Pour ce qui est de la démission, Guerriau et Kerbrat ne veulent pas en entendre parler. Le premier utilise un argument juridique : « Ce serait totalement injuste car la justice n’a pas tranché. Certes, des faits me sont reprochés mais je n’ai jamais eu de mauvaises intentions à l’égard de Sandrine Josso. Pourquoi on ne respecterait pas la présomption d’innocence pour moi alors qu’on la respecte pour des ministres mis en examen pour des viols ? » (Ouest-France, Pays de la Loire, vendredi 27 septembre 2024). Le second met en avant ses bonnes intentions : « Je vais suivre un protocole de soins. Il me permettra de reprendre mon activité parlementaire. Dans l’intervalle, mon équipe est à la disposition des habitants de ma circonscription» (Ouest-France, Loire-Atlantique, mardi 22 octobre 2024). Ne pas travailler – ils ne siègent plus – et toucher une indemnité de fonction qui tourne autour de 7 800 euros/mois, ça ne donne pas envie de démissionner. Tous les deux savent qu’ils peuvent compter sur de solides amis pour les aider à sortir de ce mauvais pas : la franc-maçonnerie pour Guerriau et le réseau LGBT pour Kerbrat.

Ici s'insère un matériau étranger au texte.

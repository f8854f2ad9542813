// lifetty: Conway's Game of Life in the terminal

use std::process;
use std::sync::atomic::{AtomicBool, Ordering};
use std::sync::Arc;

use clap::Parser;
use tracing::info;

use lifetty::config::{Args, Config};
use lifetty::simulation::Simulation;
use lifetty::ui::{terminal, App, RunExit, TerminalSession};
use lifetty::{Error, Result};

/// Exit status after an interrupt (128 + SIGINT)
const INTERRUPTED_EXIT_CODE: i32 = 130;

fn main() {
    let args = Args::parse();

    match run(args) {
        Ok(code) => process::exit(code),
        Err(e) => {
            eprintln!("Error: {}", e);
            process::exit(1);
        }
    }
}

fn run(args: Args) -> Result<i32> {
    let config = Config::try_from(args)?;
    lifetty::logging::init(config.log_file.as_deref())?;

    // Outside raw mode Ctrl+C arrives as SIGINT
    let interrupted = Arc::new(AtomicBool::new(false));
    let flag = Arc::clone(&interrupted);
    ctrlc::set_handler(move || flag.store(true, Ordering::SeqCst))?;

    terminal::install_panic_hook();

    // Set up terminal
    let mut session = TerminalSession::prepare()?;
    let (view_width, view_height) = session.viewport()?;
    let width = config.simulation.width.unwrap_or(view_width);
    let height = config.simulation.height.unwrap_or(view_height);
    if width == 0 || height == 0 {
        session.teardown()?;
        return Err(Error::ViewportTooSmall { width, height });
    }

    // Create and run app
    let simulation = Simulation::new(width as usize, height as usize, &config.simulation);
    let mut app = App::new(simulation, &config, interrupted);
    let res = app.run(session.terminal_mut());

    // Restore terminal
    session.teardown()?;

    match res? {
        RunExit::Finished(outcome) => {
            println!("{}", app.simulation.summary(outcome, config.glyphs));
            Ok(0)
        }
        RunExit::Interrupted => {
            info!("exiting after interrupt");
            Ok(INTERRUPTED_EXIT_CODE)
        }
    }
}
//! Command-line configuration
//!
//! [`Args`] is the raw clap surface; [`Config`] is the validated form the
//! rest of the crate consumes. All settings are fixed for the process
//! lifetime.

use crate::rules::{RuleError, RuleSet};
use clap::Parser;
use std::path::PathBuf;
use std::time::Duration;
use thiserror::Error;

/// Default alive-fill probability, in percent
pub const DEFAULT_FILL_PERCENT: u8 = 35;

/// Default pacing delay between generations (1/20 s)
pub const DEFAULT_DELAY_MS: u64 = 50;

#[derive(Parser, Debug, Clone)]
#[command(name = "lifetty", version)]
#[command(about = "Conway's Game of Life in the terminal, with configurable rules", long_about = None)]
pub struct Args {
    /// Probability (percent) that a cell starts alive
    #[arg(long, default_value_t = DEFAULT_FILL_PERCENT, value_parser = clap::value_parser!(u8).range(0..=100))]
    pub fill: u8,

    /// Neighbor counts that keep a living cell alive
    #[arg(long, value_delimiter = ',', default_values_t = [2, 3], conflicts_with = "rule")]
    pub survive: Vec<u8>,

    /// Neighbor counts that bring a dead cell to life
    #[arg(long, value_delimiter = ',', default_values_t = [3, 6], conflicts_with = "rule")]
    pub born: Vec<u8>,

    /// Rule in B/S notation (e.g. B3/S23); replaces --survive and --born
    #[arg(long)]
    pub rule: Option<RuleSet>,

    /// Stop after this many generations
    #[arg(long, value_parser = clap::value_parser!(u64).range(1..))]
    pub limit: Option<u64>,

    /// Milliseconds to pause between generations
    #[arg(long, default_value_t = DEFAULT_DELAY_MS)]
    pub delay_ms: u64,

    /// Grid width in cells (defaults to the terminal width)
    #[arg(long, value_parser = clap::value_parser!(u16).range(1..))]
    pub width: Option<u16>,

    /// Grid height in cells (defaults to the terminal height minus the status line)
    #[arg(long, value_parser = clap::value_parser!(u16).range(1..))]
    pub height: Option<u16>,

    /// Seed for the initial pattern (defaults to the wall clock)
    #[arg(long)]
    pub seed: Option<u64>,

    /// Character drawn for living cells
    #[arg(long, default_value_t = 'x')]
    pub alive_glyph: char,

    /// Character drawn for dead cells
    #[arg(long, default_value_t = ' ')]
    pub dead_glyph: char,

    /// Write debug logs to this file
    #[arg(long)]
    pub log_file: Option<PathBuf>,
}

/// Configuration errors
#[derive(Debug, Error)]
pub enum ConfigError {
    #[error("invalid rule: {0}")]
    Rule(#[from] RuleError),
}

/// Characters used for living and dead cells
#[derive(Debug, Clone, Copy, PartialEq, Eq)]
pub struct Glyphs {
    pub alive: char,
    pub dead: char,
}

impl Default for Glyphs {
    fn default() -> Self {
        Glyphs {
            alive: 'x',
            dead: ' ',
        }
    }
}

/// Settings that shape a simulation run
#[derive(Debug, Clone, PartialEq, Eq)]
pub struct SimulationConfig {
    pub fill_percent: u8,
    pub rules: RuleSet,
    /// `None` runs until everything dies
    pub generation_limit: Option<u64>,
    /// `None` seeds from the wall clock
    pub seed: Option<u64>,
    /// Explicit dimensions; `None` inherits from the viewport
    pub width: Option<u16>,
    pub height: Option<u16>,
}

impl Default for SimulationConfig {
    fn default() -> Self {
        SimulationConfig {
            fill_percent: DEFAULT_FILL_PERCENT,
            rules: RuleSet::default(),
            generation_limit: None,
            seed: None,
            width: None,
            height: None,
        }
    }
}

/// Validated process configuration
#[derive(Debug, Clone, PartialEq, Eq)]
pub struct Config {
    pub simulation: SimulationConfig,
    pub delay: Duration,
    pub glyphs: Glyphs,
    pub log_file: Option<PathBuf>,
}

impl Default for Config {
    fn default() -> Self {
        Config {
            simulation: SimulationConfig::default(),
            delay: Duration::from_millis(DEFAULT_DELAY_MS),
            glyphs: Glyphs::default(),
            log_file: None,
        }
    }
}

impl TryFrom<Args> for Config {
    type Error = ConfigError;

    fn try_from(args: Args) -> Result<Self, Self::Error> {
        let rules = match args.rule {
            Some(rules) => rules,
            None => RuleSet::from_counts(&args.survive, &args.born)?,
        };

        Ok(Config {
            simulation: SimulationConfig {
                fill_percent: args.fill,
                rules,
                generation_limit: args.limit,
                seed: args.seed,
                width: args.width,
                height: args.height,
            },
            delay: Duration::from_millis(args.delay_ms),
            glyphs: Glyphs {
                alive: args.alive_glyph,
                dead: args.dead_glyph,
            },
            log_file: args.log_file,
        })
    }
}
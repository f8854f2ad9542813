use ratatui::style::Color;

pub struct Theme {
    pub fg: Color,
    pub primary: Color,   // Blue
    pub secondary: Color, // Orange
    pub comment: Color,   // Grey
    pub success: Color,   // Green
    pub error: Color,     // Red
    pub alive: Color,
    pub dead: Color,
    pub status_bg: Color,
}

pub const DEFAULT_THEME: Theme = Theme {
    fg: Color::Rgb(205, 214, 244),
    primary: Color::Rgb(137, 180, 250),   // Blue
    secondary: Color::Rgb(250, 179, 135), // Orange
    comment: Color::Rgb(108, 112, 134),
    success: Color::Rgb(166, 227, 161),
    error: Color::Rgb(243, 139, 168),
    alive: Color::Rgb(166, 227, 161), // Green for living cells
    dead: Color::Rgb(69, 71, 90),     // Dim for dead glyphs
    status_bg: Color::Rgb(50, 50, 70),
};
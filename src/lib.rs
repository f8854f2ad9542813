//! # Introduction
//!
//! lifetty runs a cellular automaton in the terminal: Conway's Game of Life
//! with configurable birth and survival counts. The grid is sized to the
//! terminal viewport, randomly seeded, and advanced one generation per frame
//! until every cell is dead, an optional generation limit is hit, or the user
//! interrupts.
//!
//! ## Generation pipeline
//!
//! ```text
//! Viewport → Grid (current/next) → Rules → next → publish → Render
//! ```
//!
//! 1. [`grid`]: the double-buffered cell storage with bounds-checked access;
//!    coordinates off the grid read as dead.
//! 2. [`rules`]: Moore-neighborhood counting and the `B…/S…` rule set.
//! 3. [`simulation`]: the scheduler that owns the generation counter and
//!    orders render, advance, termination checks and reset.
//! 4. [`config`]: command-line flags and their validated form.
//! 5. [`ui`]: ratatui-based terminal adapter; not part of the stable library API.
//!
//! ## Default rules
//!
//! The built-in rule set is `B36/S23`: survive on 2 or 3 neighbors, be born
//! on 3 or 6. Classic Conway (`B3/S23`) is available via `--rule B3/S23`.

pub mod config;
pub mod error;
pub mod grid;
pub mod logging;
pub mod rules;
pub mod simulation;
pub mod ui;

pub use error::{Error, Result};
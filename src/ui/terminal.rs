//! Raw-mode terminal session
//!
//! [`TerminalSession`] owns the terminal for the lifetime of a run. Setup
//! failures undo whatever was already switched on, and teardown also runs
//! from `Drop` and from the panic hook so the shell is never left in raw mode.

use crossterm::{
    cursor, execute,
    terminal::{disable_raw_mode, enable_raw_mode, EnterAlternateScreen, LeaveAlternateScreen},
};
use ratatui::{backend::CrosstermBackend, Terminal};
use std::io::{self, Stdout};
use std::panic;

pub type Tui = Terminal<CrosstermBackend<Stdout>>;

/// Rows below the grid taken by the status bar
pub const STATUS_ROWS: u16 = 1;

pub struct TerminalSession {
    terminal: Tui,
    active: bool,
}

impl TerminalSession {
    /// Enter raw mode and the alternate screen with the cursor hidden
    pub fn prepare() -> io::Result<Self> {
        enable_raw_mode()?;

        let mut stdout = io::stdout();
        if let Err(e) = execute!(stdout, EnterAlternateScreen, cursor::Hide) {
            restore();
            return Err(e);
        }

        let terminal = match Terminal::new(CrosstermBackend::new(stdout)) {
            Ok(terminal) => terminal,
            Err(e) => {
                restore();
                return Err(e);
            }
        };

        Ok(TerminalSession {
            terminal,
            active: true,
        })
    }

    /// Usable grid size `(width, height)`: the terminal minus the status bar
    pub fn viewport(&self) -> io::Result<(u16, u16)> {
        let (cols, rows) = crossterm::terminal::size()?;
        Ok((cols, rows.saturating_sub(STATUS_ROWS)))
    }

    pub fn terminal_mut(&mut self) -> &mut Tui {
        &mut self.terminal
    }

    /// Restore the terminal to normal mode. Safe to call more than once.
    pub fn teardown(&mut self) -> io::Result<()> {
        let terminal = &mut self.terminal;
        deactivate(&mut self.active, || {
            disable_raw_mode()?;
            execute!(terminal.backend_mut(), LeaveAlternateScreen)?;
            terminal.show_cursor()
        })
    }
}

impl Drop for TerminalSession {
    fn drop(&mut self) {
        if self.active {
            restore();
        }
    }
}

/// Run `restore_modes` if the session is still active.
///
/// `active` is only cleared once every step succeeded, so a failed teardown
/// still gets the best-effort [`restore`] from `Drop`.
fn deactivate<F>(active: &mut bool, restore_modes: F) -> io::Result<()>
where
    F: FnOnce() -> io::Result<()>,
{
    if !*active {
        return Ok(());
    }
    restore_modes()?;
    *active = false;
    Ok(())
}

/// Best-effort restore for paths that cannot report errors
pub fn restore() {
    let _ = disable_raw_mode();
    let _ = execute!(io::stdout(), LeaveAlternateScreen, cursor::Show);
}

/// Restore the terminal before the default panic message is printed
pub fn install_panic_hook() {
    let original_hook = panic::take_hook();
    panic::set_hook(Box::new(move |panic_info| {
        restore();
        original_hook(panic_info);
    }));
}
//! Status bar rendering with generation counter and key hints

use crate::rules::RuleSet;
use crate::ui::theme::DEFAULT_THEME;
use ratatui::{
    layout::{Alignment, Constraint, Direction, Layout, Rect},
    style::{Color, Modifier, Style},
    text::{Line, Span},
    widgets::Paragraph,
    Frame,
};

/// Everything the status bar shows for one frame
#[derive(Debug, Clone)]
pub struct StatusRenderData<'a> {
    pub generation: u64,
    pub generation_limit: Option<u64>,
    pub population: usize,
    pub rules: RuleSet,
    pub seed: u64,
    pub message: &'a str,
}

impl StatusRenderData<'_> {
    /// Left-hand generation badge, e.g. ` Gen 12 ` or ` Gen 12/100 `
    pub fn generation_text(&self) -> String {
        match self.generation_limit {
            Some(limit) => format!(" Gen {}/{} ", self.generation, limit),
            None => format!(" Gen {} ", self.generation),
        }
    }
}

/// Render the status bar at the bottom.
pub fn render_status_bar(frame: &mut Frame, area: Rect, data: &StatusRenderData) {
    let layout = Layout::default()
        .direction(Direction::Horizontal)
        .constraints([Constraint::Percentage(50), Constraint::Percentage(50)])
        .split(area);

    let bar_style = Style::default().bg(DEFAULT_THEME.status_bg);
    let sep_style = bar_style.fg(DEFAULT_THEME.comment);
    let text_style = bar_style.fg(DEFAULT_THEME.fg);

    // Left side: generation and run info
    let left_spans = vec![
        Span::styled(
            data.generation_text(),
            Style::default()
                .bg(DEFAULT_THEME.primary)
                .fg(Color::Black)
                .add_modifier(Modifier::BOLD),
        ),
        Span::styled(" | ", sep_style),
        Span::styled(format!("pop {} ", data.population), text_style),
        Span::styled("| ", sep_style),
        Span::styled(
            format!("{} ", data.rules),
            bar_style.fg(DEFAULT_THEME.secondary),
        ),
        Span::styled("| ", sep_style),
        Span::styled(format!("seed {} ", data.seed), sep_style),
        Span::styled("| ", sep_style),
        Span::styled(format!("{} ", data.message), text_style),
    ];

    let left_paragraph = Paragraph::new(Line::from(left_spans))
        .style(bar_style)
        .alignment(Alignment::Left);
    frame.render_widget(left_paragraph, layout[0]);

    // Right side: keybinds and liveness badge
    let key_style = Style::default().bg(DEFAULT_THEME.comment).fg(Color::Black);

    let mut right_spans = vec![
        Span::styled(" ⎵ ", key_style),
        Span::styled(" reset ", text_style),
        Span::styled("│", sep_style),
        Span::styled(" ", text_style),
        Span::styled(" ^C ", key_style),
        Span::styled(" quit ", text_style),
        Span::styled("│", sep_style),
    ];

    let (badge, badge_bg) = if data.population == 0 {
        (" ALL DEAD ", DEFAULT_THEME.error)
    } else {
        (" ● ALIVE ", DEFAULT_THEME.success)
    };
    right_spans.push(Span::styled(
        badge,
        Style::default()
            .bg(badge_bg)
            .fg(Color::Black)
            .add_modifier(Modifier::BOLD),
    ));

    let right_paragraph = Paragraph::new(Line::from(right_spans))
        .style(bar_style)
        .alignment(Alignment::Right);
    frame.render_widget(right_paragraph, layout[1]);
}
mod logs;
mod submit;

pub use logs::get_logs_handler;
pub use submit::submit_handler;

use serde::Serialize;

#[derive(Serialize)]
struct ErrorResponse {
    reason: &'static str,
    code: u32,
}

#[derive(Serialize)]
struct ErrorResponseWithMessage {
    reason: &'static str,
    code: u32,
    message: String,
}
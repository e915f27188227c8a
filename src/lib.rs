pub mod collector;
pub mod config;
pub mod feedback;
pub mod grader;
pub mod ledger;
pub mod routes;
pub mod runner;
pub mod web_server;
pub mod workspace;

pub fn unix_timestamp() -> i64 {
    use chrono::Utc;
    Utc::now().timestamp()
}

Une conclusion : « On ne peut d’ailleurs pas exclure qu’il puisse y avoir des vendeurs de stupéfiants proches du Parlement, et je ne crois pas que ce soit lié à un parti », explique le politologue Arnaud Leclerc (Presse Océan, jeudi 24 octobre 2024)
Note de lecture – « Six jours avant son interpellation en flagrant délit par la police, le 17 octobre, alors qu’il achetait de la drogue de synthèse à un mineur dans une station du métro parisien, le député (LFI) de la Loire-Atlantique Andy Kerbrat cosignait à l’Assemblée une grande proposition de résolution « pour une stratégie nationale de prévention sur le chemsex ». Bonne idée ! Pour lutter contre cette dangereuse tendance associant dope de synthèse et pratiques sexuelles à risques, l’élu Insoumis y proposait notamment d’ « encourager les parcours de prévention dans des villes volontaires, en lien avec les collectivités locales, sur le modèle, par exemple, de ce qui a été initié à Paris ». Vite, une proposition de loi sur l’insoumission chimique ! » (Le Canard enchaîné, 30 octobre 2024).
Note de lecture – Le député du Rassemblement national Laurent Jacobelli préfère rire de l’affaire Kerbrat : « Pourquoi ne s’est-il pas fourni chez son collègue Boyard, qui siège à quelques mètres ? », a-t-il raillé sur X, en référence à des déclarations passées du député LFI Louis Boyard sur le fait qu’il a vendu de la drogue dans son adolescence. » (Le Figaro, mercredi 23 octobre 2024).